• _What to do_: Using the records below, transcribe word for word the stretch from the line that contains "code and message." through the line that contains "non-success relay status.", both end lines included, and nothing else.

═══ The data ═══

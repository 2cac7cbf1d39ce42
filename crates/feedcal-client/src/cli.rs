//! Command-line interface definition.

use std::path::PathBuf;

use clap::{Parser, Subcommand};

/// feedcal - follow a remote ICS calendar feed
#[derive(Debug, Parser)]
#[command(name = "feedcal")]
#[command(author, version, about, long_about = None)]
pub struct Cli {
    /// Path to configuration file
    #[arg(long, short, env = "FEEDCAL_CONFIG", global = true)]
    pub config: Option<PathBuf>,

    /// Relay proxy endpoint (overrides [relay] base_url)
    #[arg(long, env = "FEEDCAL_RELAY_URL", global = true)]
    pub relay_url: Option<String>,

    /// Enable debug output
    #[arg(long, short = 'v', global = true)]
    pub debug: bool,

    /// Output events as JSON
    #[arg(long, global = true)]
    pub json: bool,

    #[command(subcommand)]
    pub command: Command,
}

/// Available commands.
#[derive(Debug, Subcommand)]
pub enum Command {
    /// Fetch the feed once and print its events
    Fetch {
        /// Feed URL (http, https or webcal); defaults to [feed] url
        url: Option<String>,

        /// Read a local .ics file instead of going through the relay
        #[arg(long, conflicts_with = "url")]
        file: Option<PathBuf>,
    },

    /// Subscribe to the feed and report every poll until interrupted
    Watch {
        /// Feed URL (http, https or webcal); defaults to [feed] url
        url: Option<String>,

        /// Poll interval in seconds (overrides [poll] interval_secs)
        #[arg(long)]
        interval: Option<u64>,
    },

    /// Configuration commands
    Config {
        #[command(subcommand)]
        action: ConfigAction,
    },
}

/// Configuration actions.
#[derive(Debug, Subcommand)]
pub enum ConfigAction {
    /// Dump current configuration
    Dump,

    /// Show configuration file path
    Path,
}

═══
═══ The data ═══

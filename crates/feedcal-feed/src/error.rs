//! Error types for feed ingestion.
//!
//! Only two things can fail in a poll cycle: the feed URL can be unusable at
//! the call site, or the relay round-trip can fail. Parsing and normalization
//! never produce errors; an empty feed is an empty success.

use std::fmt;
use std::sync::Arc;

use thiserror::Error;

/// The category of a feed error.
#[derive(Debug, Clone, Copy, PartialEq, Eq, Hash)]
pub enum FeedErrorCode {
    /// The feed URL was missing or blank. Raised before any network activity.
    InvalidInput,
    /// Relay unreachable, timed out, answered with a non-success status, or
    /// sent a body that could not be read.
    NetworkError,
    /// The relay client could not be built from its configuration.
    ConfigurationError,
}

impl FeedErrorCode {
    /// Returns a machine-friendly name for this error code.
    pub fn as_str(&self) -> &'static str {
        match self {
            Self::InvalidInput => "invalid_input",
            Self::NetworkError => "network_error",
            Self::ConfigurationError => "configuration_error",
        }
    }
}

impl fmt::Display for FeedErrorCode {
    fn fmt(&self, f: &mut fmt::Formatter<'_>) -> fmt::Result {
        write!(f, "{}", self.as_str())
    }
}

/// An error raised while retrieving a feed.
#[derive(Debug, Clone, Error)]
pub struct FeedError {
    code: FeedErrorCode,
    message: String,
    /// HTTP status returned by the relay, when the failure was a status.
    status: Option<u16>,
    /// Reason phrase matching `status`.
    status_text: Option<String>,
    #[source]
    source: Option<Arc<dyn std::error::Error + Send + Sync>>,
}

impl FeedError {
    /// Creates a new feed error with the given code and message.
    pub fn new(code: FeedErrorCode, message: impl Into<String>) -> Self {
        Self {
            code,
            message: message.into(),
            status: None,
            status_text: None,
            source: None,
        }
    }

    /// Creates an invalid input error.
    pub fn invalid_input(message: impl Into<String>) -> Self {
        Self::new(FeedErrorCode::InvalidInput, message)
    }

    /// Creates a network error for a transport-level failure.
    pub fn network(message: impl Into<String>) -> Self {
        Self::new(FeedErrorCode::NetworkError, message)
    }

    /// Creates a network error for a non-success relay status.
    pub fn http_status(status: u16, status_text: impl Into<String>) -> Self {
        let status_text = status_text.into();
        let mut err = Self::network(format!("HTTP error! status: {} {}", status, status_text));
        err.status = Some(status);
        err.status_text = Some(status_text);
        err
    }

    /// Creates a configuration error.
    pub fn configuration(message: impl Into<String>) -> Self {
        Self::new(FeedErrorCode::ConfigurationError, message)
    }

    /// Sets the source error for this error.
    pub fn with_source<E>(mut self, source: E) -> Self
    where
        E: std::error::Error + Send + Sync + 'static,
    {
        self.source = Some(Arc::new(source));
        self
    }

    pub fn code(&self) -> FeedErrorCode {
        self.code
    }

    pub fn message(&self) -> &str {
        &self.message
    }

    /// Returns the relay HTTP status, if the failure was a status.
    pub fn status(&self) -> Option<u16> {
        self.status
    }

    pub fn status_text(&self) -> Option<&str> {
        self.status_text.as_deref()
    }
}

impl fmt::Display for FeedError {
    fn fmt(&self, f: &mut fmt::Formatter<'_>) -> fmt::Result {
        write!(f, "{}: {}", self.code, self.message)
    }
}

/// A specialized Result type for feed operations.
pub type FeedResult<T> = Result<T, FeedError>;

═══
═══ The data ═══

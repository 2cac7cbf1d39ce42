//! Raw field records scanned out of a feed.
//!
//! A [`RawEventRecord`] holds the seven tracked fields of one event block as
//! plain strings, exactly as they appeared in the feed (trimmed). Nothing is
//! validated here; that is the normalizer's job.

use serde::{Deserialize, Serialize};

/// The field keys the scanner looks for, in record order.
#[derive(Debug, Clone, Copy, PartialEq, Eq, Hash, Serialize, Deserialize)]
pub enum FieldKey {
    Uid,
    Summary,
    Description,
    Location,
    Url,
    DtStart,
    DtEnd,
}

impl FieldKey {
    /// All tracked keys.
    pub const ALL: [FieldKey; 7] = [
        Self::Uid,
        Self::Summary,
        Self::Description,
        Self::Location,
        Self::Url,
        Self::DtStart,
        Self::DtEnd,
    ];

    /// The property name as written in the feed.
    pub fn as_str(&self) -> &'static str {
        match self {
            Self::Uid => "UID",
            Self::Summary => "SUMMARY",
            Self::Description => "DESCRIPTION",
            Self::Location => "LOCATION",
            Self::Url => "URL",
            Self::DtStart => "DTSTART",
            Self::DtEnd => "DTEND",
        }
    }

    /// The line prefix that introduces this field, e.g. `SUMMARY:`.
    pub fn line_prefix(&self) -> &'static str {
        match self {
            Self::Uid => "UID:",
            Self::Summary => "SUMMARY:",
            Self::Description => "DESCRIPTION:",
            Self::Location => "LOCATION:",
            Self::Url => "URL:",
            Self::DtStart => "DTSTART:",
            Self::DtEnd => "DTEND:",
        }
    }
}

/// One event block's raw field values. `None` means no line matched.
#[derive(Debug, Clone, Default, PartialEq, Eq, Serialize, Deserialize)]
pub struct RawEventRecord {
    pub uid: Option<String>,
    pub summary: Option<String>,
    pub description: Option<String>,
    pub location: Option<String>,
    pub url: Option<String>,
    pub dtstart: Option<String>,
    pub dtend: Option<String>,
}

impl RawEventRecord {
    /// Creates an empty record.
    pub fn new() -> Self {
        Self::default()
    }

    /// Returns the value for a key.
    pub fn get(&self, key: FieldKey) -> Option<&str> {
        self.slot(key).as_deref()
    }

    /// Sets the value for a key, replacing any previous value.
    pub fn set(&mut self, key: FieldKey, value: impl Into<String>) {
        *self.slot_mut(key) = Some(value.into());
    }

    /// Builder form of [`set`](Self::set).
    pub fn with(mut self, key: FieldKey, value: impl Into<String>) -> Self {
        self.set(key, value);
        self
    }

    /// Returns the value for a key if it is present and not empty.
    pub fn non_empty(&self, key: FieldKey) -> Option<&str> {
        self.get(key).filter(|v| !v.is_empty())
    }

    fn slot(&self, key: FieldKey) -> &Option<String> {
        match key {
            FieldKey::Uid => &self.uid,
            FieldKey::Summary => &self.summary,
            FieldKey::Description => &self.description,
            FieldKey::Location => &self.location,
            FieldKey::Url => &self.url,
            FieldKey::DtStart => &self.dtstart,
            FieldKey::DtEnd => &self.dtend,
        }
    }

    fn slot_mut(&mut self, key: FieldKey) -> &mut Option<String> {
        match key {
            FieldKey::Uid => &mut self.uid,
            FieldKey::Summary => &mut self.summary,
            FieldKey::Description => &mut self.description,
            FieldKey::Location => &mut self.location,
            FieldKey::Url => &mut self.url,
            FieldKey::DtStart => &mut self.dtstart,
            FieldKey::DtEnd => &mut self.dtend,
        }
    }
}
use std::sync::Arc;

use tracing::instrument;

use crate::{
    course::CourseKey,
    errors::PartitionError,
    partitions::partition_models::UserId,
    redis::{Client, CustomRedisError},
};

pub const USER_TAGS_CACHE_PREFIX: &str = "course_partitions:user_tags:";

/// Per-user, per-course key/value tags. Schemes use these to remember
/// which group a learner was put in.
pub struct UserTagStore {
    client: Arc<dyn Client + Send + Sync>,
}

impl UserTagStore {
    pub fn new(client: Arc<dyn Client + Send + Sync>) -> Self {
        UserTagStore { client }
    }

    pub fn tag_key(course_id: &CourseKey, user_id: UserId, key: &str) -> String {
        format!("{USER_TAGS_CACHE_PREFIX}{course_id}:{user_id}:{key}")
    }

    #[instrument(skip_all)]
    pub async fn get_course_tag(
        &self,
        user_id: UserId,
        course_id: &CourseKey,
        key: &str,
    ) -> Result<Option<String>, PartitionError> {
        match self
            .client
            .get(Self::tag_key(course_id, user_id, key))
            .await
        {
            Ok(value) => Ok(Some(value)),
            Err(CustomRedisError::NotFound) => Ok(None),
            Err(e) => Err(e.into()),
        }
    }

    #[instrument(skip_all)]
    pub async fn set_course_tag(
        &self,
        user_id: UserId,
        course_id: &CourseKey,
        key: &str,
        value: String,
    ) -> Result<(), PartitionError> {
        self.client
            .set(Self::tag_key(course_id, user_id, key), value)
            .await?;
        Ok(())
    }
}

═══

• _Final answer_:
    /// Creates a new feed error with the given code and message.
    pub fn new(code: FeedErrorCode, message: impl Into<String>) -> Self {
        Self {
            code,
            message: message.into(),
            status: None,
            status_text: None,
            source: None,
        }
    }

    /// Creates an invalid input error.
    pub fn invalid_input(message: impl Into<String>) -> Self {
        Self::new(FeedErrorCode::InvalidInput, message)
    }

    /// Creates a network error for a transport-level failure.
    pub fn network(message: impl Into<String>) -> Self {
        Self::new(FeedErrorCode::NetworkError, message)
    }

    /// Creates a network error for a non-success relay status.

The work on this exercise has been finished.